What are the context/tissue-specific factors that direct CRTCs functional roles as oncogenes or tumor suppressors?

Do the CRTC1–3 isoforms each have equivalent oncogenic or tumor suppressive potential or are there novel activities and interactions encoded by specific isoforms?

What are the specific driver versus passenger mutations that lead to aberrant CRTC activity in cancers and do differences in mode of activation generate distinct pathobiology?

Can distal rewiring of CRTC activity establish tumor cell-extrinsic activities that support tumor initiation, development, and/or progression?

What is the role of chronic CRTC activation in epidemiology data that link obesity and stress signaling with cancer etiology?

Anabolic metabolism adaptations to the demands of increased proliferative cellular signals are constantly impacted by interactions with both surrounding and distant tissues and cell populations. In this regard, our understanding of the role that tumor microenvironments and distant organ systems play have evolved from that of passive bystanders to active, deregulated niches that crosstalk with cancer cells and modulate their phenotype [127,128]. For example, rewiring and modulation of insulin, glucose, and lipid metabolic pathways, within otherwise normal, nontumorigenic hepatic cells have been detected in patients with advanced lung cancer [129]. These events are proposed to be mediated through the STAT3/Socs3 pathway whose downstream effectors include AMPK, which reprograms energy sensing and stress responses and also serves as the essential upstream negative regulator of CRTC family members. To elucidate the full potential of CRTCs in cancer biology we should explore their potential roles in the distal regulation of metabolism within tissues, organs, and organ systems.

The CRTCs are validated cancer genes since constitutive activation of CRTC1 and CRTC3 by chromosomal translocation underlies the etiology of MEC, and tumor maintenance depends on sustained expression and nuclear localization of the activated CRTC fusion partner [130]. There is now evidence for alternate, non-translocation-based mechanisms of CRTC activation in a growing number of common adult cancers including the important subset of LKB1 null lung cancers. In addition, there are other mutational events that deregulate AMPK/cAMP signaling.

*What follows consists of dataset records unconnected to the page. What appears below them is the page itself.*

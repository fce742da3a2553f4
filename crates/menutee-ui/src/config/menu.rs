use crate::attributes::MenuAttributes;
use crate::error::ConfigError;
use crate::palette::PaletteConfig;

use super::panel::{IntoPanelConfig, PanelConfig};

/// Called with `(old_key, new_key)` whenever a menu's active panel changes.
/// `None` means "no panel" (the menu is closed).
pub type PanelChangeCallback = Box<dyn FnMut(Option<&str>, Option<&str>)>;

/// When a freshly shown panel gets its default selectable focused.
#[derive(Debug, Copy, Clone, Default, Eq, PartialEq)]
pub enum DefaultSelectMode {
    Always,
    /// Unless the last input came from a pointer.
    #[default]
    Contextual,
    Never,
}

/// What to do when focus is empty while the menu is on top.
#[derive(Debug, Copy, Clone, Default, Eq, PartialEq)]
pub enum SelectionRestorationMode {
    Never,
    /// Restore the last valid selection, else the panel default.
    Always,
    /// Restore the panel default on the first directional input.
    #[default]
    OnInput,
}

/// Menu-wide behaviour, copied into the live manager.
#[derive(Debug, Clone, PartialEq)]
pub struct MenuSettings {
    pub toggleable: bool,
    pub starts_open: bool,
    pub menu_pauses_game: bool,
    /// Replaces the pause/non-pause preset when set.
    pub attributes_override: Option<MenuAttributes>,
    pub default_select_mode: DefaultSelectMode,
    pub selection_restoration_mode: SelectionRestorationMode,
    /// Clear the focus slot when another menu goes on top. This menu's own
    /// widgets lose focus while covered either way; it is restored on return.
    pub clear_selection_when_not_top: bool,
    pub main_panel_key: String,
    pub panel_keys: Vec<String>,
}

impl MenuSettings {
    pub fn menu_attributes(&self) -> MenuAttributes {
        match self.attributes_override {
            Some(a) => a,
            None if self.menu_pauses_game => MenuAttributes::standard_pause_menu(),
            None => MenuAttributes::standard_non_pause_menu(),
        }
    }
}

impl Default for MenuSettings {
    fn default() -> Self {
        Self {
            toggleable: false,
            starts_open: true,
            menu_pauses_game: false,
            attributes_override: None,
            default_select_mode: DefaultSelectMode::default(),
            selection_restoration_mode: SelectionRestorationMode::default(),
            clear_selection_when_not_top: true,
            main_panel_key: String::new(),
            panel_keys: Vec::new(),
        }
    }
}

/// A validated menu description, consumed by the generator.
pub struct MenuConfig {
    pub settings: MenuSettings,
    pub panels: Vec<PanelConfig>,
    pub panel_change_callbacks: Vec<PanelChangeCallback>,
    pub palette: Option<PaletteConfig>,
}

// ── MenuBuilder ───────────────────────────────────────────────────────────

/// Accumulates a menu description; validates in [`build`](Self::build).
pub struct MenuBuilder {
    settings: MenuSettings,
    main_panel_key: Option<String>,
    panels: Vec<Result<PanelConfig, ConfigError>>,
    panel_change_callbacks: Vec<PanelChangeCallback>,
    palette: Option<PaletteConfig>,
}

impl MenuBuilder {
    /// `toggleable_and_starts_closed`: an in-game menu the player opens with
    /// the toggle input. Otherwise the menu opens on start and cannot be
    /// toggled (a title screen).
    pub fn new(toggleable_and_starts_closed: bool, pauses_game: bool) -> Self {
        Self {
            settings: MenuSettings {
                toggleable: toggleable_and_starts_closed,
                starts_open: !toggleable_and_starts_closed,
                menu_pauses_game: pauses_game,
                ..MenuSettings::default()
            },
            main_panel_key: None,
            panels: Vec::new(),
            panel_change_callbacks: Vec::new(),
            palette: None,
        }
    }

    pub fn toggleable(mut self, v: bool) -> Self { self.settings.toggleable = v; self }
    pub fn starts_open(mut self, v: bool) -> Self { self.settings.starts_open = v; self }
    pub fn pauses_game(mut self, v: bool) -> Self { self.settings.menu_pauses_game = v; self }
    pub fn attributes(mut self, v: MenuAttributes) -> Self { self.settings.attributes_override = Some(v); self }
    pub fn default_select_mode(mut self, v: DefaultSelectMode) -> Self { self.settings.default_select_mode = v; self }
    pub fn selection_restoration_mode(mut self, v: SelectionRestorationMode) -> Self {
        self.settings.selection_restoration_mode = v;
        self
    }
    pub fn clear_selection_when_not_top(mut self, v: bool) -> Self {
        self.settings.clear_selection_when_not_top = v;
        self
    }
    pub fn palette(mut self, v: PaletteConfig) -> Self { self.palette = Some(v); self }
    pub fn main_panel_key(mut self, key: impl Into<String>) -> Self {
        self.main_panel_key = Some(key.into());
        self
    }

    pub fn add_panel(mut self, panel: impl IntoPanelConfig) -> Self {
        self.panels.push(panel.into_panel_config());
        self
    }

    /// Adds a panel and makes it the one shown when the menu opens.
    pub fn add_main_panel(mut self, panel: impl IntoPanelConfig) -> Self {
        let panel = panel.into_panel_config();
        if let Ok(cfg) = &panel {
            self.main_panel_key = Some(cfg.key.clone());
        }
        self.panels.push(panel);
        self
    }

    /// Inserts at `index`, clamped to the current panel count.
    pub fn insert_panel(mut self, index: usize, panel: impl IntoPanelConfig) -> Self {
        let index = index.min(self.panels.len());
        self.panels.insert(index, panel.into_panel_config());
        self
    }

    pub fn on_panel_change(mut self, f: impl FnMut(Option<&str>, Option<&str>) + 'static) -> Self {
        self.panel_change_callbacks.push(Box::new(f));
        self
    }

    /// Validates panel keys and fills the main panel (first panel) when unset.
    pub fn build(self) -> Result<MenuConfig, ConfigError> {
        let panels = self.panels.into_iter().collect::<Result<Vec<_>, _>>()?;
        if panels.is_empty() {
            return Err(ConfigError::NoPanels);
        }
        for (i, p) in panels.iter().enumerate() {
            if panels[..i].iter().any(|other| other.key == p.key) {
                return Err(ConfigError::DuplicatePanelKey(p.key.clone()));
            }
        }

        let main_panel_key = match self.main_panel_key {
            Some(key) if panels.iter().any(|p| p.key == key) => key,
            Some(key) => return Err(ConfigError::UnknownMainPanel(key)),
            None => panels[0].key.clone(),
        };

        let mut settings = self.settings;
        settings.main_panel_key = main_panel_key;
        settings.panel_keys = panels.iter().map(|p| p.key.clone()).collect();

        Ok(MenuConfig {
            settings,
            panels,
            panel_change_callbacks: self.panel_change_callbacks,
            palette: self.palette,
        })
    }
}

#[cfg(test)]
mod tests {
    use super::*;
    use crate::config::panel::PanelBuilder;

    #[test]
    fn toggleable_menu_starts_closed() {
        let cfg = MenuBuilder::new(true, true).add_panel(PanelBuilder::new("main")).build().unwrap();
        assert!(cfg.settings.toggleable);
        assert!(!cfg.settings.starts_open);
        assert_eq!(cfg.settings.menu_attributes(), MenuAttributes::standard_pause_menu());
    }

    #[test]
    fn title_menu_starts_open() {
        let cfg = MenuBuilder::new(false, false).add_panel(PanelBuilder::new("main")).build().unwrap();
        assert!(!cfg.settings.toggleable);
        assert!(cfg.settings.starts_open);
        assert_eq!(cfg.settings.menu_attributes(), MenuAttributes::standard_non_pause_menu());
    }

    #[test]
    fn main_panel_defaults_to_first() {
        let cfg = MenuBuilder::new(false, true)
            .add_panel(PanelBuilder::new("main"))
            .add_panel(PanelBuilder::new("options"))
            .build()
            .unwrap();
        assert_eq!(cfg.settings.main_panel_key, "main");
        assert_eq!(cfg.settings.panel_keys, vec!["main", "options"]);
    }

    #[test]
    fn add_main_panel_wins() {
        let cfg = MenuBuilder::new(false, true)
            .add_panel(PanelBuilder::new("options"))
            .add_main_panel(PanelBuilder::new("main"))
            .build()
            .unwrap();
        assert_eq!(cfg.settings.main_panel_key, "main");
    }

    #[test]
    fn insert_panel_orders_keys() {
        let cfg = MenuBuilder::new(false, true)
            .add_panel(PanelBuilder::new("b"))
            .insert_panel(0, PanelBuilder::new("a"))
            .build()
            .unwrap();
        assert_eq!(cfg.settings.panel_keys, vec!["a", "b"]);
        assert_eq!(cfg.settings.main_panel_key, "a");
    }

    #[test]
    fn no_panels_rejected() {
        assert_eq!(MenuBuilder::new(false, true).build().err(), Some(ConfigError::NoPanels));
    }

    #[test]
    fn duplicate_panels_rejected() {
        let err = MenuBuilder::new(false, true)
            .add_panel(PanelBuilder::new("x"))
            .add_panel(PanelBuilder::new("x"))
            .build()
            .err();
        assert_eq!(err, Some(ConfigError::DuplicatePanelKey("x".into())));
    }

    #[test]
    fn unknown_main_rejected() {
        let err = MenuBuilder::new(false, true)
            .add_panel(PanelBuilder::new("x"))
            .main_panel_key("y")
            .build()
            .err();
        assert_eq!(err, Some(ConfigError::UnknownMainPanel("y".into())));
    }

    #[test]
    fn attributes_override_replaces_preset() {
        let cfg = MenuBuilder::new(true, true)
            .attributes(MenuAttributes::standard_in_game())
            .add_panel(PanelBuilder::new("hud"))
            .build()
            .unwrap();
        assert_eq!(cfg.settings.menu_attributes(), MenuAttributes::standard_in_game());
    }
}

For example, mutation of GNAS drives pancreatic tumorigenesis by inducing PKA-mediated AMK/SIK suppression, leading to CRTC and HDAC activation and reprogramming of lipid metabolism in pancreatic tumor cells [131]. The collection of these tumor cell-extrinsic and context-specific roles for CRTCs, whose understanding is limited at present but holds significant translational potential, could offer opportunities for novel clinically actionable approaches [83,132].

Highlights.

CRTCs are key integrators of adaptive stress signaling in health and disease and their spectrum of activities is context dependent.

CRTCs regulate CREB-dependent and CREB-independent transcriptional responses that impact the Hallmarks of Cancer.

Somatic mutations of CRTC1–3 are frequently observed in a diverse panel of neoplasms.

Context-specific interactions determined by the cell of origin and extrinsic signals define the oncogenic versus tumor-suppressive role of CRTCs in different cancers.

The plasticity of CRTC interactions and their importance in cell and cancer biology may offer novel opportunities to exploit clinically.